Gene nerden nereye geldim "God bless us" (((((: Neden girdim ben bu konuya gene (((: yaban mersini için girdim ((((: İthal tariflerden yola çıkıp ithal malzemelere getirecektim konuyu sadece (((((: Yaban mersini denen şey, o gül kurusu bordo renkli kuru üzüme benzeyen şeyler değiller, tazesi mor mavi renkte olup kurusu patlıcan moru siyah arası bir renge bürünüyor. Çok ucuz bi malzeme değil ama çok tatlı ve çok lezzetli. Marketlerin kuru meyve çerez bölümlerinde bulabilirsiniz, henüz zincir markalar paketli halini satmaya başlamadı. Ben Mersin'de Avşarlar gıdanın paketlemiş olduklarını Groseri Market'te buldum.
tazesi bu
kurusu bu
Evet gelelim yeni tarifimin doğuşuna. Üzümlü keki çok severim, öyleki keki kestiğimde hamurdan çok üzüm görünür. Dün de üzümlü kek yapmaya karar verdiğimde üzümümün az kaldığını gördüğümde içine benzer ne koyabilirim diye düşündüm, kuru kayısı falan koymak istemedim sonra kilerde bu paket dikkatimi çekti, keke kullanmak için pahalı bi malzeme olarak görebilirsiniz ancak o küçücük tanelerin kattığı tadı almadan karar vermeyin derim (: keki kestiğinizde yaban mersininin üzerinden kesmişseniz, çevresine verdiği hafif maviliği görmeniz, şekerli aromasını tatmanız lazım (: kısacası bulun ve pişirin (((: Amerikalıların bunu neden bu kadar çok kullandığını daha iyi anladım, her şeyini yapıyorlar.

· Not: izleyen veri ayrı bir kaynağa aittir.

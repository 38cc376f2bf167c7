//! Templates command

use anyhow::Result;
use tabled::Tabled;

use crate::client::{ApiClient, TemplateList};
use crate::output::{print_warning, OutputFormat};

/// Row for the templates table
#[derive(Tabled)]
struct TemplateRow {
    #[tabled(rename = "Service")]
    id: String,
    #[tabled(rename = "Image")]
    image: String,
    #[tabled(rename = "GPU")]
    gpu: String,
    #[tabled(rename = "Parameters")]
    parameters: String,
}

/// List the services the engine can deploy
pub async fn list_templates(client: &ApiClient, format: OutputFormat) -> Result<()> {
    let list: TemplateList = client.get("v1/templates").await?;

    match format {
        OutputFormat::Json => {
            let json = serde_json::to_string_pretty(&list)?;
            println!("{}", json);
        }
        OutputFormat::Table => {
            if list.templates.is_empty() {
                print_warning("Catalog is empty");
                return Ok(());
            }

            let rows: Vec<TemplateRow> = list
                .templates
                .iter()
                .map(|t| TemplateRow {
                    id: t.id.clone(),
                    image: t.image.clone(),
                    gpu: if t.gpu_aware {
                        "✓".to_string()
                    } else {
                        "".to_string()
                    },
                    parameters: t.parameters.join(", "),
                })
                .collect();

            let table = tabled::Table::new(rows)
                .with(tabled::settings::Style::rounded())
                .to_string();
            println!("{}", table);
            println!("\nCatalog version: {}", list.catalog_version);
        }
    }

    Ok(())
}
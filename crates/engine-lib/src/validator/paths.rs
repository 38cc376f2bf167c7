//! Lexical path normalization for confinement checks
//!
//! The validator must never touch the filesystem, so paths are
//! normalized purely lexically: `.` segments drop, `..` segments pop.
//! A relative path, or a traversal that escapes the root, fails
//! normalization and the caller treats that as rejection.

use std::path::{Component, Path, PathBuf};

/// Normalize an absolute path without filesystem access
///
/// Returns None for relative paths, empty paths, and traversals that
/// escape the root.
pub fn normalize(raw: &str) -> Option<PathBuf> {
    let path = Path::new(raw);
    let mut components = path.components();

    match components.next() {
        Some(Component::RootDir) => {}
        _ => return None,
    }

    let mut normalized = PathBuf::from("/");
    for component in components {
        match component {
            Component::Normal(segment) => normalized.push(segment),
            Component::CurDir => {}
            Component::ParentDir => {
                // Popping past the root is an escape attempt
                if !normalized.pop() || normalized == Path::new("") {
                    return None;
                }
                if normalized.as_os_str().is_empty() {
                    return None;
                }
            }
            Component::RootDir | Component::Prefix(_) => return None,
        }
    }

    Some(normalized)
}

/// Whether a raw path spells any literal `.` or `..` segments
///
/// Checked on the raw string, not on components: `Path::components`
/// already folds `.` away, but the raw text is what gets persisted
/// and later re-resolved by the container runtime.
pub fn has_dot_segments(raw: &str) -> bool {
    raw.split('/').any(|segment| segment == "." || segment == "..")
}

/// Whether `path` is `root` or sits beneath it
pub fn is_within(path: &Path, root: &Path) -> bool {
    path.starts_with(root)
}

/// Whether `path` sits strictly beneath `root`
pub fn is_strictly_within(path: &Path, root: &Path) -> bool {
    path.starts_with(root) && path != root
}
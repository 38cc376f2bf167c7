//! PCI bus enumeration from the sysfs hierarchy
//!
//! Reads vendor/device identifiers from /sys/bus/pci/devices, keeping
//! only display controllers (PCI class 0x03). Enumeration failures
//! degrade to an empty record set so a missing or masked sysfs (for
//! example inside a container) never fails a deploy request.

use super::BusEnumerator;
use crate::models::RawBusRecord;
use anyhow::{Context, Result};
use async_trait::async_trait;
use std::path::{Path, PathBuf};
use tokio::fs;
use tracing::{debug, warn};

/// PCI base class for display controllers
const DISPLAY_CLASS: u8 = 0x03;

/// Enumerator backed by the sysfs PCI device tree
pub struct SysfsEnumerator {
    pci_root: PathBuf,
}

impl SysfsEnumerator {
    pub fn new() -> Self {
        Self {
            pci_root: PathBuf::from("/sys/bus/pci/devices"),
        }
    }

    /// Create an enumerator with a custom root (for testing)
    pub fn with_root(pci_root: impl Into<PathBuf>) -> Self {
        Self {
            pci_root: pci_root.into(),
        }
    }

    /// Read a single sysfs attribute file, e.g. "vendor" -> "0x10de"
    async fn read_attribute(device_dir: &Path, name: &str) -> Result<String> {
        let path = device_dir.join(name);
        let content = fs::read_to_string(&path)
            .await
            .with_context(|| format!("Failed to read {}", path.display()))?;
        Ok(content.trim().to_string())
    }

    /// Parse a sysfs "class" attribute into the PCI base class byte
    ///
    /// Format is a 24-bit hex value like "0x030000" (VGA controller).
    fn parse_base_class(raw: &str) -> Option<u8> {
        let value = u32::from_str_radix(raw.trim_start_matches("0x"), 16).ok()?;
        Some((value >> 16) as u8)
    }

    /// Strip the sysfs "0x" prefix from a vendor/device attribute
    fn strip_id(raw: &str) -> String {
        raw.trim_start_matches("0x").to_string()
    }

    async fn scan(&self) -> Result<Vec<RawBusRecord>> {
        let mut records = Vec::new();
        let mut entries = fs::read_dir(&self.pci_root)
            .await
            .with_context(|| format!("Failed to read {}", self.pci_root.display()))?;

        while let Some(entry) = entries.next_entry().await? {
            let device_dir = entry.path();
            let bus_address = entry.file_name().to_string_lossy().to_string();

            let class_raw = match Self::read_attribute(&device_dir, "class").await {
                Ok(raw) => raw,
                Err(e) => {
                    debug!(device = %bus_address, error = %e, "Skipping device without class attribute");
                    continue;
                }
            };

            if Self::parse_base_class(&class_raw) != Some(DISPLAY_CLASS) {
                continue;
            }

            let vendor_id = Self::read_attribute(&device_dir, "vendor")
                .await
                .map(|v| Self::strip_id(&v))
                .unwrap_or_default();
            let device_id = Self::read_attribute(&device_dir, "device")
                .await
                .map(|v| Self::strip_id(&v))
                .unwrap_or_default();

            records.push(RawBusRecord {
                vendor_id,
                device_id,
                bus_address,
            });
        }

        Ok(records)
    }
}

impl Default for SysfsEnumerator {
    fn default() -> Self {
        Self::new()
    }
}

#[async_trait]
impl BusEnumerator for SysfsEnumerator {
    async fn enumerate(&self) -> Result<Vec<RawBusRecord>> {
        match self.scan().await {
            Ok(records) => {
                debug!(count = records.len(), "Enumerated PCI display controllers");
                Ok(records)
            }
            Err(e) => {
                warn!(error = %e, "PCI enumeration failed, degrading to no-GPU profile");
                Ok(Vec::new())
            }
        }
    }
}

#[cfg(test)]
mod tests {
    use super::*;
    use tempfile::TempDir;

    async fn write_device(root: &Path, address: &str, vendor: &str, device: &str, class: &str) {
        let dir = root.join(address);
        fs::create_dir_all(&dir).await.unwrap();
        fs::write(dir.join("vendor"), format!("{}\n", vendor))
            .await
            .unwrap();
        fs::write(dir.join("device"), format!("{}\n", device))
            .await
            .unwrap();
        fs::write(dir.join("class"), format!("{}\n", class))
            .await
            .unwrap();
    }

    #[tokio::test]
    async fn test_enumerate_filters_to_display_controllers() {
        let tmp = TempDir::new().unwrap();
        write_device(tmp.path(), "0000:01:00.0", "0x10de", "0x2684", "0x030000").await;
        write_device(tmp.path(), "0000:02:00.0", "0x8086", "0x15f3", "0x020000").await; // NIC

        let enumerator = SysfsEnumerator::with_root(tmp.path());
        let records = enumerator.enumerate().await.unwrap();

        assert_eq!(records.len(), 1);
        assert_eq!(records[0].vendor_id, "10de");
        assert_eq!(records[0].device_id, "2684");
        assert_eq!(records[0].bus_address, "0000:01:00.0");
    }

    #[tokio::test]
    async fn test_enumerate_missing_root_degrades_to_empty() {
        let enumerator = SysfsEnumerator::with_root("/nonexistent/pci/root");
        let records = enumerator.enumerate().await.unwrap();
        assert!(records.is_empty());
    }

    #[test]
    fn test_parse_base_class() {
        assert_eq!(SysfsEnumerator::parse_base_class("0x030000"), Some(0x03));
        assert_eq!(SysfsEnumerator::parse_base_class("0x038000"), Some(0x03));
        assert_eq!(SysfsEnumerator::parse_base_class("0x020000"), Some(0x02));
        assert_eq!(SysfsEnumerator::parse_base_class("garbage"), None);
    }
}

E haklılar, şimdi tazeisni bulmak kaldı (: Tarif için kullandığım kap 150 ml'lik bir kap, siz de ona göre bir kap seçin kendinize, hadi başlayalım (:
- 3 yumurta
- 1 kap toz şeker
- 1 kap yoğurt suyu
- 1 kap sıvı yağ
- 3 kap un
- 1 paket kabartma tozu
- 1 kap kuru üzüm
- 1/2 kap kuru yaban mersini
Kek kalıbınızı tamamen tereyağıyla yağlayın, daha sonra kaba bir miktar un döküp çevire çevire bütün kabın kaplanmasını sağlayın. Yapışmayan unu ister un kabınıza yeniden dökün isterseniz benim gibi lavaboya silkeleyin (müsrif miyim ne :P).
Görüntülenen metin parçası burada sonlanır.